** HOW TO COMPLETE THIS TASK **
When a line of the entries contains the word "native", report that line.

** MATERIAL SHOWN **
# # # # # # #

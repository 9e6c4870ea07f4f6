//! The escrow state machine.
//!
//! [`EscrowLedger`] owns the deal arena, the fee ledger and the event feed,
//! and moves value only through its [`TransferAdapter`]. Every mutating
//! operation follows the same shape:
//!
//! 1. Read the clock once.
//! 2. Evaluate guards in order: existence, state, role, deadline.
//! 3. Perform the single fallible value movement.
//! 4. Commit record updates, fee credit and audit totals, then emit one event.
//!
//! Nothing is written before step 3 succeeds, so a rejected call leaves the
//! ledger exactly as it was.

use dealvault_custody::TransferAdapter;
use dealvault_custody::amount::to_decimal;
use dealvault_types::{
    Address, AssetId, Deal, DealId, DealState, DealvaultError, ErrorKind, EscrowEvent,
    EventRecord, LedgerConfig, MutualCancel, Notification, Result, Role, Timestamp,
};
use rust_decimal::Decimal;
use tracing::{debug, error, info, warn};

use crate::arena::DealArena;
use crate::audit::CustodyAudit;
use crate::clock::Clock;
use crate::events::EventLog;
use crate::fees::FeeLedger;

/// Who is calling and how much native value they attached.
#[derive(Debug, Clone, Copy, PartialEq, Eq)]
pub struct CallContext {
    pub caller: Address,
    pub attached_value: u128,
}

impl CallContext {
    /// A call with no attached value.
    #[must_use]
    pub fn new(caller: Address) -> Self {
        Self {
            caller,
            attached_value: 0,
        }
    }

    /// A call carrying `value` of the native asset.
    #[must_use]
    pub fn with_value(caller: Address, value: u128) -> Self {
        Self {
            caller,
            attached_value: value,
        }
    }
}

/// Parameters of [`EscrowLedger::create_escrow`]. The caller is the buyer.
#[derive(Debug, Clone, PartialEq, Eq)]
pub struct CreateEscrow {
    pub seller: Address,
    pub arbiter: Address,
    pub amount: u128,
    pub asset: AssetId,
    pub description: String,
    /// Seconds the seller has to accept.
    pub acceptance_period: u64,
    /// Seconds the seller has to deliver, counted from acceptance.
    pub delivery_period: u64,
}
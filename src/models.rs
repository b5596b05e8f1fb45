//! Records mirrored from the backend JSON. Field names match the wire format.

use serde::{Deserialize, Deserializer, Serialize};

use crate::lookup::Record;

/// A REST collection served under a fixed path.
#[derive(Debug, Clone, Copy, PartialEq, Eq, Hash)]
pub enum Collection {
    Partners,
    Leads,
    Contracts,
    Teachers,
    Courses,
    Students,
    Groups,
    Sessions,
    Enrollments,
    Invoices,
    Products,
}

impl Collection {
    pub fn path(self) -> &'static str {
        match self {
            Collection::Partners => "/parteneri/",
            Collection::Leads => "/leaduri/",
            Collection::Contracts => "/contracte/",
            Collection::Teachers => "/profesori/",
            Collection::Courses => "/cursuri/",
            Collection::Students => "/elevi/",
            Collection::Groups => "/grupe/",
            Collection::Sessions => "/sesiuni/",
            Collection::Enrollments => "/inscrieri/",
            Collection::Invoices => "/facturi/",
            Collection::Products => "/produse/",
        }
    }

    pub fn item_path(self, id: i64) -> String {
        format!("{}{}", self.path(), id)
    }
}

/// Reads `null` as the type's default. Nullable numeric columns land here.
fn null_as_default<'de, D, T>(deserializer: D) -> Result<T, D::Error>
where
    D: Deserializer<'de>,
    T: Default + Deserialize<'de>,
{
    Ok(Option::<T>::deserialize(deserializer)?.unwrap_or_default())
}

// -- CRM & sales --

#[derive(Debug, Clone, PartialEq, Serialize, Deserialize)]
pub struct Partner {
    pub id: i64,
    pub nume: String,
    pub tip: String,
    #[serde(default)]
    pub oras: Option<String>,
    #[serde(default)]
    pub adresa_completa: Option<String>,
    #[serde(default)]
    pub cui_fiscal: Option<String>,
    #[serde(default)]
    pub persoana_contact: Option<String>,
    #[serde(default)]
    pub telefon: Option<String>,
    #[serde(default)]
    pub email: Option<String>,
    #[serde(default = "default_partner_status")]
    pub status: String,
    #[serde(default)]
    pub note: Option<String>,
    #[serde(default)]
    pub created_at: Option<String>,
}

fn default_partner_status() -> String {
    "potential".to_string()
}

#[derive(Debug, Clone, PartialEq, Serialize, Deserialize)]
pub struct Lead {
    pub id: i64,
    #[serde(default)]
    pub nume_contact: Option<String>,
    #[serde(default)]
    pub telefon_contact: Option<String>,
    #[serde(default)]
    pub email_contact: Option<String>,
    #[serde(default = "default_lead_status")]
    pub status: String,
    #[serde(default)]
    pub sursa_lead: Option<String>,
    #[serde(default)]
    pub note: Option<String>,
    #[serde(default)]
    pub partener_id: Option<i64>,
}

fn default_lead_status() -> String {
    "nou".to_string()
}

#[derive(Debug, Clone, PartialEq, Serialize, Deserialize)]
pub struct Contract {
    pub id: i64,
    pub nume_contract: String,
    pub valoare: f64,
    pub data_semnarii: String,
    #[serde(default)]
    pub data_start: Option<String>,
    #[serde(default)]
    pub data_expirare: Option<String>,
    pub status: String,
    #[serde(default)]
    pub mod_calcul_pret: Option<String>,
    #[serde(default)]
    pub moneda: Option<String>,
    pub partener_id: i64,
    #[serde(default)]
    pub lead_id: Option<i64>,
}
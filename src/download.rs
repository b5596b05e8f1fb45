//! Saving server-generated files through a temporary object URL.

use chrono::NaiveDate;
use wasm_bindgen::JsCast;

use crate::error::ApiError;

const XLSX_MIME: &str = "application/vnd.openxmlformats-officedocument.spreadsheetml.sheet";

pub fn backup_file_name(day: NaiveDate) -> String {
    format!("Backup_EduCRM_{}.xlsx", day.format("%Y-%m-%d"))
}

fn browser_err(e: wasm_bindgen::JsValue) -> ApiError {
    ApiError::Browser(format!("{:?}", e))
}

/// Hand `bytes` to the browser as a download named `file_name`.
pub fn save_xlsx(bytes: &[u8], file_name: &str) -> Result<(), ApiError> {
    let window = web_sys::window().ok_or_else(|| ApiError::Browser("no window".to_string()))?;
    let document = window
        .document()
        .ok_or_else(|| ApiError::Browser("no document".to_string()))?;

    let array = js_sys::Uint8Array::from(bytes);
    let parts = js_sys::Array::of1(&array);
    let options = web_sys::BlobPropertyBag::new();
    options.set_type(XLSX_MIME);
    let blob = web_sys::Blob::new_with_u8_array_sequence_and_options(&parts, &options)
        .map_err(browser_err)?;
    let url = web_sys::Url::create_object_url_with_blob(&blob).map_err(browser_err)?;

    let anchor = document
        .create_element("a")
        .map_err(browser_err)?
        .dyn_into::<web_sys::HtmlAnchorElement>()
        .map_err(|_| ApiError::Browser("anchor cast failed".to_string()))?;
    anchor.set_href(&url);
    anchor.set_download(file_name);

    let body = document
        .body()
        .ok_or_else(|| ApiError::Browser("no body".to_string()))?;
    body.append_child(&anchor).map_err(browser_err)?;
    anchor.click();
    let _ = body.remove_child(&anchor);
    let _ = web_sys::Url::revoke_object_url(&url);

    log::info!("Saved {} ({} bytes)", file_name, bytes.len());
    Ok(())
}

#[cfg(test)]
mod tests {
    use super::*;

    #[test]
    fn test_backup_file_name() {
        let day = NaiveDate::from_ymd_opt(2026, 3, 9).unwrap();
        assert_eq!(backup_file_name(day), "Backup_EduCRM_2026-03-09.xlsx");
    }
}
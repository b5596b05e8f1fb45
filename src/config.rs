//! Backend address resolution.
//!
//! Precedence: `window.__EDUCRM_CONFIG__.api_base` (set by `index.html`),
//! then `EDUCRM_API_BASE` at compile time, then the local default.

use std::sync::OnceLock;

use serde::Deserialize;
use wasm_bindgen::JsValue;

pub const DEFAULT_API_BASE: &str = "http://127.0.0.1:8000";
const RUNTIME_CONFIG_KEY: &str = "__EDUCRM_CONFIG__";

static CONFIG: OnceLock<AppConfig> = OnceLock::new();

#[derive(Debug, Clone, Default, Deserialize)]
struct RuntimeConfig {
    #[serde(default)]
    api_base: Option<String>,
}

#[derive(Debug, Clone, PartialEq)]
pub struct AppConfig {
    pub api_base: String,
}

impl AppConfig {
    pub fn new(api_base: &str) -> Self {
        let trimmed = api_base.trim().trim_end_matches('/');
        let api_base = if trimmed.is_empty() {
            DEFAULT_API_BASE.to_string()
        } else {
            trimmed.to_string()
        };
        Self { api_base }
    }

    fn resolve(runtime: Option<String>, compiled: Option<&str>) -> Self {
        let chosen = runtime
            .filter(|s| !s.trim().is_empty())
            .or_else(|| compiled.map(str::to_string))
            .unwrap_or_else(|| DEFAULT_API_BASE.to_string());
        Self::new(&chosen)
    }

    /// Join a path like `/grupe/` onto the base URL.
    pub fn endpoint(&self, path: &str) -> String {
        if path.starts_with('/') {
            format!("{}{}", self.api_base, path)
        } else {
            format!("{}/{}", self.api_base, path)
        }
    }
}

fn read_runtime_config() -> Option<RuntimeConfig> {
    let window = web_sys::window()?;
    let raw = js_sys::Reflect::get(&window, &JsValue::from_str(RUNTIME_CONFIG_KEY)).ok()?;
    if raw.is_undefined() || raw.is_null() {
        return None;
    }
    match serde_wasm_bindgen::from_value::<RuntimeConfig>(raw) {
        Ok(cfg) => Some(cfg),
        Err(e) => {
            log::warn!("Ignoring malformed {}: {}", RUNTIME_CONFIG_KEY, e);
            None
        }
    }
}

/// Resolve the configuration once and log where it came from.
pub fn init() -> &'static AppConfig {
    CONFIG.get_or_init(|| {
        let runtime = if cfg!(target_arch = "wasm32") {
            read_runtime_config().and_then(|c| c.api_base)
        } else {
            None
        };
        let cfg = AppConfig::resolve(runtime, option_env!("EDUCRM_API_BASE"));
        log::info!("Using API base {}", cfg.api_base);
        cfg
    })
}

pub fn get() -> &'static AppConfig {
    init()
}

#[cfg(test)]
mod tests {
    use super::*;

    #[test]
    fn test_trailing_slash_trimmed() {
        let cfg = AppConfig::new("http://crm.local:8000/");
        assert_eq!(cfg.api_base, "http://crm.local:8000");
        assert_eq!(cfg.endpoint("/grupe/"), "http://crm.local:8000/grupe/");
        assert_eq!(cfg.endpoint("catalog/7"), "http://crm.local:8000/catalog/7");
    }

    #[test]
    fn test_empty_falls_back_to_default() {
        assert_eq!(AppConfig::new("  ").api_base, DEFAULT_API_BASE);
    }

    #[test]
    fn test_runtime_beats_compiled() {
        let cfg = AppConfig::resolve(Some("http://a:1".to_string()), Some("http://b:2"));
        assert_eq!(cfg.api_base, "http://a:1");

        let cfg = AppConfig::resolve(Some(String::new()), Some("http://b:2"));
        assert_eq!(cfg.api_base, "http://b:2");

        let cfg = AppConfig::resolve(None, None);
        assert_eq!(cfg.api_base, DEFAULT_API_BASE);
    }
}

# # # # # # #

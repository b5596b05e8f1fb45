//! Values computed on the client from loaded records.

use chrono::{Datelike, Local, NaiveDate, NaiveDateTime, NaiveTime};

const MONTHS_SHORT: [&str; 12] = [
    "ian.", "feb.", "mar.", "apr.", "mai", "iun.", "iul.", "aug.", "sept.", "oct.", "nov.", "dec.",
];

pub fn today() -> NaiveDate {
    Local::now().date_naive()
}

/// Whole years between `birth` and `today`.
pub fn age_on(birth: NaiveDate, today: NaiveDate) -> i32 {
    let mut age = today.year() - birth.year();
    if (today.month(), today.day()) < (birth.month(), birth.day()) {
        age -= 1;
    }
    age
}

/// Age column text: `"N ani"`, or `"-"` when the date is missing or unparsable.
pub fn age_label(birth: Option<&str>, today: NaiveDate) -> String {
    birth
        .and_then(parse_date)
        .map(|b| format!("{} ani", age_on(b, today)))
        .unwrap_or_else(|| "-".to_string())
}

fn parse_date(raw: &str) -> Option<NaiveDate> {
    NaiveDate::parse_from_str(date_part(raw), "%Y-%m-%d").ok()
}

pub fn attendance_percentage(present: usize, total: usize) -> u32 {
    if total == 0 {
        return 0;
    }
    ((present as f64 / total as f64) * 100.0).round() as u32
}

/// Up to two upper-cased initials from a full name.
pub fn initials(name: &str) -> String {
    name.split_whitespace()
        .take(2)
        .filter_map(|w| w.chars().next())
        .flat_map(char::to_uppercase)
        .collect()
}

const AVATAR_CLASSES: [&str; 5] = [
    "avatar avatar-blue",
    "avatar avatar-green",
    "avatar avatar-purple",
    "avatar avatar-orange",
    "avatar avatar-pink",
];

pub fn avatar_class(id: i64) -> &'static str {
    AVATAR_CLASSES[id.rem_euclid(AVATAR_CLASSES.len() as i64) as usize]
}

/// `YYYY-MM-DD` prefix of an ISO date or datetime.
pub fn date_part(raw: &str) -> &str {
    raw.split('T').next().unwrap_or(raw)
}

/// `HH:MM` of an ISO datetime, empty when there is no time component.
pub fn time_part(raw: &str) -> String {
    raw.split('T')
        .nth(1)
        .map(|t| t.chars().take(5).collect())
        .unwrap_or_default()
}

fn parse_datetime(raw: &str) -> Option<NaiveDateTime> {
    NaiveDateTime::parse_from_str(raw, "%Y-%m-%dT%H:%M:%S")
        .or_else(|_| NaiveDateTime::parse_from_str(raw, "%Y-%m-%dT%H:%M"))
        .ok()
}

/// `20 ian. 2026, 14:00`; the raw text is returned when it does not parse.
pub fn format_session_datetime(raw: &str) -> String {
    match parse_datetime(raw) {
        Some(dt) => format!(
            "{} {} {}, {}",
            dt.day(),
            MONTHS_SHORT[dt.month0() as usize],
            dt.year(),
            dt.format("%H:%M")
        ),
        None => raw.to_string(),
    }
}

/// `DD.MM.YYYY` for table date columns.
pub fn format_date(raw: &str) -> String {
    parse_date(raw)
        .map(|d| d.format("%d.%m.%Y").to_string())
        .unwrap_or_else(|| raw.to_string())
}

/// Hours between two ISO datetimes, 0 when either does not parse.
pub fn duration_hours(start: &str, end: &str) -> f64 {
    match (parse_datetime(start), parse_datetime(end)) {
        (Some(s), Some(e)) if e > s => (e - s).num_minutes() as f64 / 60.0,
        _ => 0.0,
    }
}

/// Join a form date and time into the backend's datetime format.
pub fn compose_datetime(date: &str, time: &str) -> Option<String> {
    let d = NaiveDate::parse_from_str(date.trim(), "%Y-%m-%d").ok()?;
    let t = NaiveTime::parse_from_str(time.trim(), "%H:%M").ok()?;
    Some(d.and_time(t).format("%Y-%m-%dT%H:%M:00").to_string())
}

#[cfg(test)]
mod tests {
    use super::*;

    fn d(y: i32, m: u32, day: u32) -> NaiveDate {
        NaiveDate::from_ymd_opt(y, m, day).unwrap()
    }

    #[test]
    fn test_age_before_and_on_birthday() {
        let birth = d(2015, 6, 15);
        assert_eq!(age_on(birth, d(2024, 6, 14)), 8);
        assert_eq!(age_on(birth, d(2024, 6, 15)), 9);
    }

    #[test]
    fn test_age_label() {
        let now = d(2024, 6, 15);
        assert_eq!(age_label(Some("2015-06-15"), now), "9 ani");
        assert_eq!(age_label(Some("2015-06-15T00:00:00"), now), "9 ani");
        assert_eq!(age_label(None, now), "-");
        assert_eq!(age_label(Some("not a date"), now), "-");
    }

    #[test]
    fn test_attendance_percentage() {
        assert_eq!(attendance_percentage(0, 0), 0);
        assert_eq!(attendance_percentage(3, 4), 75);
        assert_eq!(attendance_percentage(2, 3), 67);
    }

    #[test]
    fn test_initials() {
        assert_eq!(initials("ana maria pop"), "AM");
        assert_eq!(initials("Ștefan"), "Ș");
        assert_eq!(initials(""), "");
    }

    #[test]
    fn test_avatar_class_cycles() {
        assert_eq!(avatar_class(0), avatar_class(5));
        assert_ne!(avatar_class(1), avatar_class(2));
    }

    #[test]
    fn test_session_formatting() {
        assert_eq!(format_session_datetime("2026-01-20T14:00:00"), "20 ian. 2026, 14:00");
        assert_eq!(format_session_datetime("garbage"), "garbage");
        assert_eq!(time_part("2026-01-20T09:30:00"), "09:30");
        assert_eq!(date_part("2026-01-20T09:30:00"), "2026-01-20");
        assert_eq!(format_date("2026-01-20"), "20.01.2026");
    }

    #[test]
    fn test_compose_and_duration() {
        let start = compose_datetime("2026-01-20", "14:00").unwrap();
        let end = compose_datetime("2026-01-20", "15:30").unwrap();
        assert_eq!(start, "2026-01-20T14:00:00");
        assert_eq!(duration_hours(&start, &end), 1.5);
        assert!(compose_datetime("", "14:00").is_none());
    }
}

# # # # # # #

** WRITTEN RESPONSE **
/// Who is calling and how much native value they attached.
    /// A call carrying `value` of the native asset.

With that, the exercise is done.